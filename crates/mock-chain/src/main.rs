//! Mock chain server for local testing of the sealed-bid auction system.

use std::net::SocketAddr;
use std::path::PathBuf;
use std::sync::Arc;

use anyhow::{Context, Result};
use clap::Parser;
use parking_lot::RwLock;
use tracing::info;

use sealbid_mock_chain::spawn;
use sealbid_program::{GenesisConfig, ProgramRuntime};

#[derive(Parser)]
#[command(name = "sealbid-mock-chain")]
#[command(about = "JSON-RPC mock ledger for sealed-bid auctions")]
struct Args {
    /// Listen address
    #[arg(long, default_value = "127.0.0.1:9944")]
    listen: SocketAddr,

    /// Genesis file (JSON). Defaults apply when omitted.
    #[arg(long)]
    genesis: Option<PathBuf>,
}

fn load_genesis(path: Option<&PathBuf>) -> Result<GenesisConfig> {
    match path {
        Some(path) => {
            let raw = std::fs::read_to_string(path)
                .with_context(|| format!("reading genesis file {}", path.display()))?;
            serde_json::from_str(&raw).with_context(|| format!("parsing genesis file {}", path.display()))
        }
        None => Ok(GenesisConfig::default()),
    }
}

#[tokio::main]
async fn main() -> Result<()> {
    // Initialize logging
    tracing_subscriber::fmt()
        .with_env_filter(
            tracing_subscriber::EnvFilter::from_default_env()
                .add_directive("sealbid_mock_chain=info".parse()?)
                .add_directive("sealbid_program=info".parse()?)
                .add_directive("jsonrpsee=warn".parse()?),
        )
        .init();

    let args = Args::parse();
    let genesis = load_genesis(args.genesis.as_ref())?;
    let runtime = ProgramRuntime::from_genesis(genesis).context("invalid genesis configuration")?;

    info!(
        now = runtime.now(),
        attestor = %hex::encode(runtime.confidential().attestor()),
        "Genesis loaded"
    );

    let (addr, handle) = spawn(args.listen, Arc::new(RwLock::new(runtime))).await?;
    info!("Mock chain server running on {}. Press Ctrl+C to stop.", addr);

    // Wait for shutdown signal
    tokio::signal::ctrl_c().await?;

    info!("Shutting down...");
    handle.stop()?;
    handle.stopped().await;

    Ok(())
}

· · · ·

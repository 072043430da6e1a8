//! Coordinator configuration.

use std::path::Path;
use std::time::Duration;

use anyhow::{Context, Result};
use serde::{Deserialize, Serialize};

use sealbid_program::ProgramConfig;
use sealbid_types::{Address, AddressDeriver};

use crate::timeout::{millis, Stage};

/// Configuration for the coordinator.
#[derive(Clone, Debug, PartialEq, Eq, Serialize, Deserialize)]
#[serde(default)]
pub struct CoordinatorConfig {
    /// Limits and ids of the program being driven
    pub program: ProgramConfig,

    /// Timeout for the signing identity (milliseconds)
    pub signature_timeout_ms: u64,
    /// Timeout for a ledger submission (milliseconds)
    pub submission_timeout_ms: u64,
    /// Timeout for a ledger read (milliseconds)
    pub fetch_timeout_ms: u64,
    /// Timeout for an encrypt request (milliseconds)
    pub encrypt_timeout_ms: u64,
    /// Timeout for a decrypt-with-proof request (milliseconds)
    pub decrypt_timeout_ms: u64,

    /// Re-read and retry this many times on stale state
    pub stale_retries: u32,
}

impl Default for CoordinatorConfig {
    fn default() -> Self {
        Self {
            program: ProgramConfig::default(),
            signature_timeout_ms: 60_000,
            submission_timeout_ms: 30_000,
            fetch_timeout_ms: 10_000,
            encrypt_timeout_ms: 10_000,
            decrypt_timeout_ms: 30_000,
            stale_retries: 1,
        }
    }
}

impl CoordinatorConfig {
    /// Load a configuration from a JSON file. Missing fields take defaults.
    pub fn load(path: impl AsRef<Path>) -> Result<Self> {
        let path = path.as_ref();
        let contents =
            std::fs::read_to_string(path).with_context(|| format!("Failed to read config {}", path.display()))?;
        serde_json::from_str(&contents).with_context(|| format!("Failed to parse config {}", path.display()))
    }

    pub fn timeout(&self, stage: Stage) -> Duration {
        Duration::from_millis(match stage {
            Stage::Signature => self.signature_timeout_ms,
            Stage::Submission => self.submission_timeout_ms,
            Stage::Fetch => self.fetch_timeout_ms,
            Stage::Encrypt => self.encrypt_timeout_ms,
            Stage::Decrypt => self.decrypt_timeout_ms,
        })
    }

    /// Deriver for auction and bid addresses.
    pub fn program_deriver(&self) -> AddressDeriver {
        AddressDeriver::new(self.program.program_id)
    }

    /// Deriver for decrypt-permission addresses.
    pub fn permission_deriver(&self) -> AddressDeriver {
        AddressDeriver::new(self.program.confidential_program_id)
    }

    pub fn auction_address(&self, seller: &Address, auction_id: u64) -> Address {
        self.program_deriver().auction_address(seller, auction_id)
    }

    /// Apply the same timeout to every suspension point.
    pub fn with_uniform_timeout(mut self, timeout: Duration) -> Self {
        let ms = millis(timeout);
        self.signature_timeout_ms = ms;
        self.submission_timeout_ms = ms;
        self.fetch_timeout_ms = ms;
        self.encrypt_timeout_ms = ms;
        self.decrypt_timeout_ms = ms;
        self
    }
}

· · · ·

### [Exercise requirements]
Find every line in the records that uses the string "await", then copy it.

### [Your solution]
    let (addr, handle) = spawn(args.listen, Arc::new(RwLock::new(runtime))).await?;
    tokio::signal::ctrl_c().await?;
    handle.stopped().await;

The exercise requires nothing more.